WORK INSTRUCTIONS>
An exact copy of every entry is the required answer.

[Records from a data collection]
________________________________________

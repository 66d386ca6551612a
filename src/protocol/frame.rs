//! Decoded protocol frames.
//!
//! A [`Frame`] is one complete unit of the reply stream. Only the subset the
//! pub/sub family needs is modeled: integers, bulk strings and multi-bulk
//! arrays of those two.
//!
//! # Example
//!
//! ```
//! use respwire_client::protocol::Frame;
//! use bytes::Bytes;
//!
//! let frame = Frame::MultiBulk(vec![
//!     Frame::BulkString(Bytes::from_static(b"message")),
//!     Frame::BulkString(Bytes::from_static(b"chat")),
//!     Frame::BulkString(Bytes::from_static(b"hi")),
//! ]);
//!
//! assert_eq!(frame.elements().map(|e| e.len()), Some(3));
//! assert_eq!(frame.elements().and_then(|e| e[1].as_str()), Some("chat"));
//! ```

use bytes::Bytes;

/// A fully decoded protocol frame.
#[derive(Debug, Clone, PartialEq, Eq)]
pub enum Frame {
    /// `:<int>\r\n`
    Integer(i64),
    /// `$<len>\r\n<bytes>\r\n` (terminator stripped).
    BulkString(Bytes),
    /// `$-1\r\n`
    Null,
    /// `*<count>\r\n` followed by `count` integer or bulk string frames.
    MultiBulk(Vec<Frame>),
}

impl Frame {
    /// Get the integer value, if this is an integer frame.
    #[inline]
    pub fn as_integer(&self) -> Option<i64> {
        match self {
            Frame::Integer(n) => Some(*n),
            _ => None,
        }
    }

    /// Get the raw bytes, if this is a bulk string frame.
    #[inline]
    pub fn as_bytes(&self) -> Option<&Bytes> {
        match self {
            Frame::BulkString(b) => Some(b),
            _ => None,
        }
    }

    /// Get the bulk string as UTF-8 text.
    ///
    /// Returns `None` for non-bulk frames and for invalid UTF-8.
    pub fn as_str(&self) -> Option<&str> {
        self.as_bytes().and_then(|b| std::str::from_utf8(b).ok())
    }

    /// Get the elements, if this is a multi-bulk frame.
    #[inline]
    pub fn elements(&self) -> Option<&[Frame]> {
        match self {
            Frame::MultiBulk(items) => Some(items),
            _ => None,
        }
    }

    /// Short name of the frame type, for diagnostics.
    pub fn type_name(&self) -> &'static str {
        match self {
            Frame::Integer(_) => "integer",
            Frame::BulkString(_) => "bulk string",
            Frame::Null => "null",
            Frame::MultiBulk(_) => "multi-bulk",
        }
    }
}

________________________________________

ANSWER TO THIS TASK>
repository 66d386ca6551612a
filename src/protocol/frame.rs
//! Decoded protocol frames.
//!
//! A [`Frame`] is one complete unit of the reply stream. Only the subset the
//! pub/sub family needs is modeled: integers, bulk strings and multi-bulk
//! arrays of those two.
//!
//! # Example
//!
//! ```
//! use respwire_client::protocol::Frame;
//! use bytes::Bytes;
//!
//! let frame = Frame::MultiBulk(vec![
//!     Frame::BulkString(Bytes::from_static(b"message")),
//!     Frame::BulkString(Bytes::from_static(b"chat")),
//!     Frame::BulkString(Bytes::from_static(b"hi")),
//! ]);
//!
//! assert_eq!(frame.elements().map(|e| e.len()), Some(3));
//! assert_eq!(frame.elements().and_then(|e| e[1].as_str()), Some("chat"));
//! ```

use bytes::Bytes;

/// A fully decoded protocol frame.
#[derive(Debug, Clone, PartialEq, Eq)]
pub enum Frame {
    /// `:<int>\r\n`
    Integer(i64),
    /// `$<len>\r\n<bytes>\r\n` (terminator stripped).
    BulkString(Bytes),
    /// `$-1\r\n`
    Null,
    /// `*<count>\r\n` followed by `count` integer or bulk string frames.
    MultiBulk(Vec<Frame>),
}

impl Frame {
    /// Get the integer value, if this is an integer frame.
    #[inline]
    pub fn as_integer(&self) -> Option<i64> {
        match self {
            Frame::Integer(n) => Some(*n),
            _ => None,
        }
    }

    /// Get the raw bytes, if this is a bulk string frame.
    #[inline]
    pub fn as_bytes(&self) -> Option<&Bytes> {
        match self {
            Frame::BulkString(b) => Some(b),
            _ => None,
        }
    }

    /// Get the bulk string as UTF-8 text.
    ///
    /// Returns `None` for non-bulk frames and for invalid UTF-8.
    pub fn as_str(&self) -> Option<&str> {
        self.as_bytes().and_then(|b| std::str::from_utf8(b).ok())
    }

    /// Get the elements, if this is a multi-bulk frame.
    #[inline]
    pub fn elements(&self) -> Option<&[Frame]> {
        match self {
            Frame::MultiBulk(items) => Some(items),
            _ => None,
        }
    }

    /// Short name of the frame type, for diagnostics.
    pub fn type_name(&self) -> &'static str {
        match self {
            Frame::Integer(_) => "integer",
            Frame::BulkString(_) => "bulk string",
            Frame::Null => "null",
            Frame::MultiBulk(_) => "multi-bulk",
        }
    }
}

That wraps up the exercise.